__Directions for this task__
Restate the entries below word for word, omitting nothing.

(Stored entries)
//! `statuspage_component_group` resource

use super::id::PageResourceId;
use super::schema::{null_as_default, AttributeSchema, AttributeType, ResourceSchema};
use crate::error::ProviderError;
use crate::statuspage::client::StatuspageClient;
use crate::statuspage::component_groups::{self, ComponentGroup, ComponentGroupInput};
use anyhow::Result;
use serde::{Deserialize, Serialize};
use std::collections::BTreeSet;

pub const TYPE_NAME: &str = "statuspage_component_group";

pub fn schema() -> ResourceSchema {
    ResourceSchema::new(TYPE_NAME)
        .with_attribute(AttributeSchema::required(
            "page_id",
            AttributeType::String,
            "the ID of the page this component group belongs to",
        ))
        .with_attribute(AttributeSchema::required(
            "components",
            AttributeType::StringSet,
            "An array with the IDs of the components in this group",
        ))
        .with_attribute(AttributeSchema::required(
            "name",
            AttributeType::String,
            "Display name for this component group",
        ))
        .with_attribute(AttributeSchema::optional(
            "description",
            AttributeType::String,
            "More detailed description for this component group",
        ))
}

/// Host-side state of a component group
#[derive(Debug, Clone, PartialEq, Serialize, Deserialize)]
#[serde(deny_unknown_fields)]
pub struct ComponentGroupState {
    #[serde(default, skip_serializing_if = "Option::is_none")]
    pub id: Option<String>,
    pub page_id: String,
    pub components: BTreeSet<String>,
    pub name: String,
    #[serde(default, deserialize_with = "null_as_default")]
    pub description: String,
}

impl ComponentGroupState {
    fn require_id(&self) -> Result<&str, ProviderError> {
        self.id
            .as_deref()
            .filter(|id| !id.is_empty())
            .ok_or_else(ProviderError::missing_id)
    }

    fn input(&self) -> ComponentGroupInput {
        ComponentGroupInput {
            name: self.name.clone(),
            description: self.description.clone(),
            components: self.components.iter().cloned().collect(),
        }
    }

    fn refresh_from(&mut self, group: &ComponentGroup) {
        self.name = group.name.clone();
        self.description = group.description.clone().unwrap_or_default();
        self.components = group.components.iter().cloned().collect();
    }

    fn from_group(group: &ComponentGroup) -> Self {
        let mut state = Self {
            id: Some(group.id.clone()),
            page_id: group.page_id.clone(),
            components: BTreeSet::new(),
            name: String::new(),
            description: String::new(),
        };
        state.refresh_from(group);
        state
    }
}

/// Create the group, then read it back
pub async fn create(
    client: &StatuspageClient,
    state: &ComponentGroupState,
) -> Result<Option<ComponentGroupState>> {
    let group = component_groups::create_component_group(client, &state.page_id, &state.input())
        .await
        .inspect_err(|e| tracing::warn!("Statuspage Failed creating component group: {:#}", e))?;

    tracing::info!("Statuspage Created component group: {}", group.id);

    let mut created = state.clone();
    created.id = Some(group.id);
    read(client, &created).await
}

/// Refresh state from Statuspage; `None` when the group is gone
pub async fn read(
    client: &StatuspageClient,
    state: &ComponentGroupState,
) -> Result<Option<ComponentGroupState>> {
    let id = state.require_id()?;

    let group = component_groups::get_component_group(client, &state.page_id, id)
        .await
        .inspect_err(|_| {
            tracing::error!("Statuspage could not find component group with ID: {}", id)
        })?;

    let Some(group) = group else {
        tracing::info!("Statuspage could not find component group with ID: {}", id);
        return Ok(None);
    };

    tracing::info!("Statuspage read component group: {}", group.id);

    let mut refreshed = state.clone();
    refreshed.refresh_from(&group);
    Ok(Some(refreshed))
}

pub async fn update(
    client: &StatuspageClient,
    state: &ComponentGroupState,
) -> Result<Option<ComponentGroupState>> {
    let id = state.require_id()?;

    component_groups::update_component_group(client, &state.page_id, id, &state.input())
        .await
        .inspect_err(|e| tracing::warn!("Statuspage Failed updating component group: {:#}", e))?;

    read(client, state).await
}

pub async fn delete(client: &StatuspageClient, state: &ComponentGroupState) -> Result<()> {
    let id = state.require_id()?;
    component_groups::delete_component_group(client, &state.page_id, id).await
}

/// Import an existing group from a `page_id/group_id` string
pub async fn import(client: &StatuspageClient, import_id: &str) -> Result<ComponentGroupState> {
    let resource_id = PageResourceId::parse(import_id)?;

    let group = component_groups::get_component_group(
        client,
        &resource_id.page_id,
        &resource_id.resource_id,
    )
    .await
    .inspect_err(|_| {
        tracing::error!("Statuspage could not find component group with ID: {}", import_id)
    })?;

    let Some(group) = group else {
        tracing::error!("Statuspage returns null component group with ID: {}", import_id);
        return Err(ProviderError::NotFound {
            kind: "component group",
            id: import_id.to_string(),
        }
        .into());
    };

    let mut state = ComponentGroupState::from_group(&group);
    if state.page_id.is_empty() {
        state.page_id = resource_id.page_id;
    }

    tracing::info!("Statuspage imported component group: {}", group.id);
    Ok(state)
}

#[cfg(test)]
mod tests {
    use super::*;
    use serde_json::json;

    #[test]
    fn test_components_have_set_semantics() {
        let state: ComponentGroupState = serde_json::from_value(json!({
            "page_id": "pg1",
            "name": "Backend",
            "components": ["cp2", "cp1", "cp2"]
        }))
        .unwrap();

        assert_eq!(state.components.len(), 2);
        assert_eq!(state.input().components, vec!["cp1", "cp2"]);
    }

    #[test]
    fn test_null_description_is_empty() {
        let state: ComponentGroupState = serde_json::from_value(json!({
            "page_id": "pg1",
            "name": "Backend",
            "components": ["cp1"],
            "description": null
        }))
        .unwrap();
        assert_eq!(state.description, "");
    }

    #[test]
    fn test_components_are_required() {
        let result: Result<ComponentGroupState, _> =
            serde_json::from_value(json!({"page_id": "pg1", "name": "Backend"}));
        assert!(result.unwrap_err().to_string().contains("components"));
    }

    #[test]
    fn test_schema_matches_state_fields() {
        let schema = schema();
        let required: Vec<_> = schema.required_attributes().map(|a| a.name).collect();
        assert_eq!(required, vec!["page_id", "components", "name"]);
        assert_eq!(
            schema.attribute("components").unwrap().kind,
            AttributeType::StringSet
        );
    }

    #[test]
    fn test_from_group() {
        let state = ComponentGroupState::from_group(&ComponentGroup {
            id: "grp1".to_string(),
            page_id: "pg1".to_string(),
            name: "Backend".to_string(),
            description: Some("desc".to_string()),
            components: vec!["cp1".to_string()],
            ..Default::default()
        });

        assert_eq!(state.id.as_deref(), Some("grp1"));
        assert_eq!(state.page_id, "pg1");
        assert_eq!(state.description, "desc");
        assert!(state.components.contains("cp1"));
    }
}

__Answer box__
//! `statuspage_component_group` resource

use super::id::PageResourceId;
use super::schema::{null_as_default, AttributeSchema, AttributeType, ResourceSchema};
use crate::error::ProviderError;
use crate::statuspage::client::StatuspageClient;
use crate::statuspage::component_groups::{self, ComponentGroup, ComponentGroupInput};
use anyhow::Result;
use serde::{Deserialize, Serialize};
use std::collections::BTreeSet;

pub const TYPE_NAME: &str = "statuspage_component_group";

pub fn schema() -> ResourceSchema {
    ResourceSchema::new(TYPE_NAME)
        .with_attribute(AttributeSchema::required(
            "page_id",
            AttributeType::String,
            "the ID of the page this component group belongs to",
        ))
        .with_attribute(AttributeSchema::required(
            "components",
            AttributeType::StringSet,
            "An array with the IDs of the components in this group",
        ))
        .with_attribute(AttributeSchema::required(
            "name",
            AttributeType::String,
            "Display name for this component group",
        ))
        .with_attribute(AttributeSchema::optional(
            "description",
            AttributeType::String,
            "More detailed description for this component group",
        ))
}

/// Host-side state of a component group
#[derive(Debug, Clone, PartialEq, Serialize, Deserialize)]
#[serde(deny_unknown_fields)]
pub struct ComponentGroupState {
    #[serde(default, skip_serializing_if = "Option::is_none")]
    pub id: Option<String>,
    pub page_id: String,
    pub components: BTreeSet<String>,
    pub name: String,
    #[serde(default, deserialize_with = "null_as_default")]
    pub description: String,
}

impl ComponentGroupState {
    fn require_id(&self) -> Result<&str, ProviderError> {
        self.id
            .as_deref()
            .filter(|id| !id.is_empty())
            .ok_or_else(ProviderError::missing_id)
    }

    fn input(&self) -> ComponentGroupInput {
        ComponentGroupInput {
            name: self.name.clone(),
            description: self.description.clone(),
            components: self.components.iter().cloned().collect(),
        }
    }

    fn refresh_from(&mut self, group: &ComponentGroup) {
        self.name = group.name.clone();
        self.description = group.description.clone().unwrap_or_default();
        self.components = group.components.iter().cloned().collect();
    }

    fn from_group(group: &ComponentGroup) -> Self {
        let mut state = Self {
            id: Some(group.id.clone()),
            page_id: group.page_id.clone(),
            components: BTreeSet::new(),
            name: String::new(),
            description: String::new(),
        };
        state.refresh_from(group);
        state
    }
}

/// Create the group, then read it back
pub async fn create(
    client: &StatuspageClient,
    state: &ComponentGroupState,
) -> Result<Option<ComponentGroupState>> {
    let group = component_groups::create_component_group(client, &state.page_id, &state.input())
        .await
        .inspect_err(|e| tracing::warn!("Statuspage Failed creating component group: {:#}", e))?;

    tracing::info!("Statuspage Created component group: {}", group.id);

    let mut created = state.clone();
    created.id = Some(group.id);
    read(client, &created).await
}

/// Refresh state from Statuspage; `None` when the group is gone
pub async fn read(
    client: &StatuspageClient,
    state: &ComponentGroupState,
) -> Result<Option<ComponentGroupState>> {
    let id = state.require_id()?;

    let group = component_groups::get_component_group(client, &state.page_id, id)
        .await
        .inspect_err(|_| {
            tracing::error!("Statuspage could not find component group with ID: {}", id)
        })?;

    let Some(group) = group else {
        tracing::info!("Statuspage could not find component group with ID: {}", id);
        return Ok(None);
    };

    tracing::info!("Statuspage read component group: {}", group.id);

    let mut refreshed = state.clone();
    refreshed.refresh_from(&group);
    Ok(Some(refreshed))
}

pub async fn update(
    client: &StatuspageClient,
    state: &ComponentGroupState,
) -> Result<Option<ComponentGroupState>> {
    let id = state.require_id()?;

    component_groups::update_component_group(client, &state.page_id, id, &state.input())
        .await
        .inspect_err(|e| tracing::warn!("Statuspage Failed updating component group: {:#}", e))?;

    read(client, state).await
}

pub async fn delete(client: &StatuspageClient, state: &ComponentGroupState) -> Result<()> {
    let id = state.require_id()?;
    component_groups::delete_component_group(client, &state.page_id, id).await
}

/// Import an existing group from a `page_id/group_id` string
pub async fn import(client: &StatuspageClient, import_id: &str) -> Result<ComponentGroupState> {
    let resource_id = PageResourceId::parse(import_id)?;

    let group = component_groups::get_component_group(
        client,
        &resource_id.page_id,
        &resource_id.resource_id,
    )
    .await
    .inspect_err(|_| {
        tracing::error!("Statuspage could not find component group with ID: {}", import_id)
    })?;

    let Some(group) = group else {
        tracing::error!("Statuspage returns null component group with ID: {}", import_id);
        return Err(ProviderError::NotFound {
            kind: "component group",
            id: import_id.to_string(),
        }
        .into());
    };

    let mut state = ComponentGroupState::from_group(&group);
    if state.page_id.is_empty() {
        state.page_id = resource_id.page_id;
    }

    tracing::info!("Statuspage imported component group: {}", group.id);
    Ok(state)
}

#[cfg(test)]
mod tests {
    use super::*;
    use serde_json::json;

    #[test]
    fn test_components_have_set_semantics() {
        let state: ComponentGroupState = serde_json::from_value(json!({
            "page_id": "pg1",
            "name": "Backend",
            "components": ["cp2", "cp1", "cp2"]
        }))
        .unwrap();

        assert_eq!(state.components.len(), 2);
        assert_eq!(state.input().components, vec!["cp1", "cp2"]);
    }

    #[test]
    fn test_null_description_is_empty() {
        let state: ComponentGroupState = serde_json::from_value(json!({
            "page_id": "pg1",
            "name": "Backend",
            "components": ["cp1"],
            "description": null
        }))
        .unwrap();
        assert_eq!(state.description, "");
    }

    #[test]
    fn test_components_are_required() {
        let result: Result<ComponentGroupState, _> =
            serde_json::from_value(json!({"page_id": "pg1", "name": "Backend"}));
        assert!(result.unwrap_err().to_string().contains("components"));
    }

    #[test]
    fn test_schema_matches_state_fields() {
        let schema = schema();
        let required: Vec<_> = schema.required_attributes().map(|a| a.name).collect();
        assert_eq!(required, vec!["page_id", "components", "name"]);
        assert_eq!(
            schema.attribute("components").unwrap().kind,
            AttributeType::StringSet
        );
    }

    #[test]
    fn test_from_group() {
        let state = ComponentGroupState::from_group(&ComponentGroup {
            id: "grp1".to_string(),
            page_id: "pg1".to_string(),
            name: "Backend".to_string(),
            description: Some("desc".to_string()),
            components: vec!["cp1".to_string()],
            ..Default::default()
        });

        assert_eq!(state.id.as_deref(), Some("grp1"));
        assert_eq!(state.page_id, "pg1");
        assert_eq!(state.description, "desc");
        assert!(state.components.contains("cp1"));
    }
}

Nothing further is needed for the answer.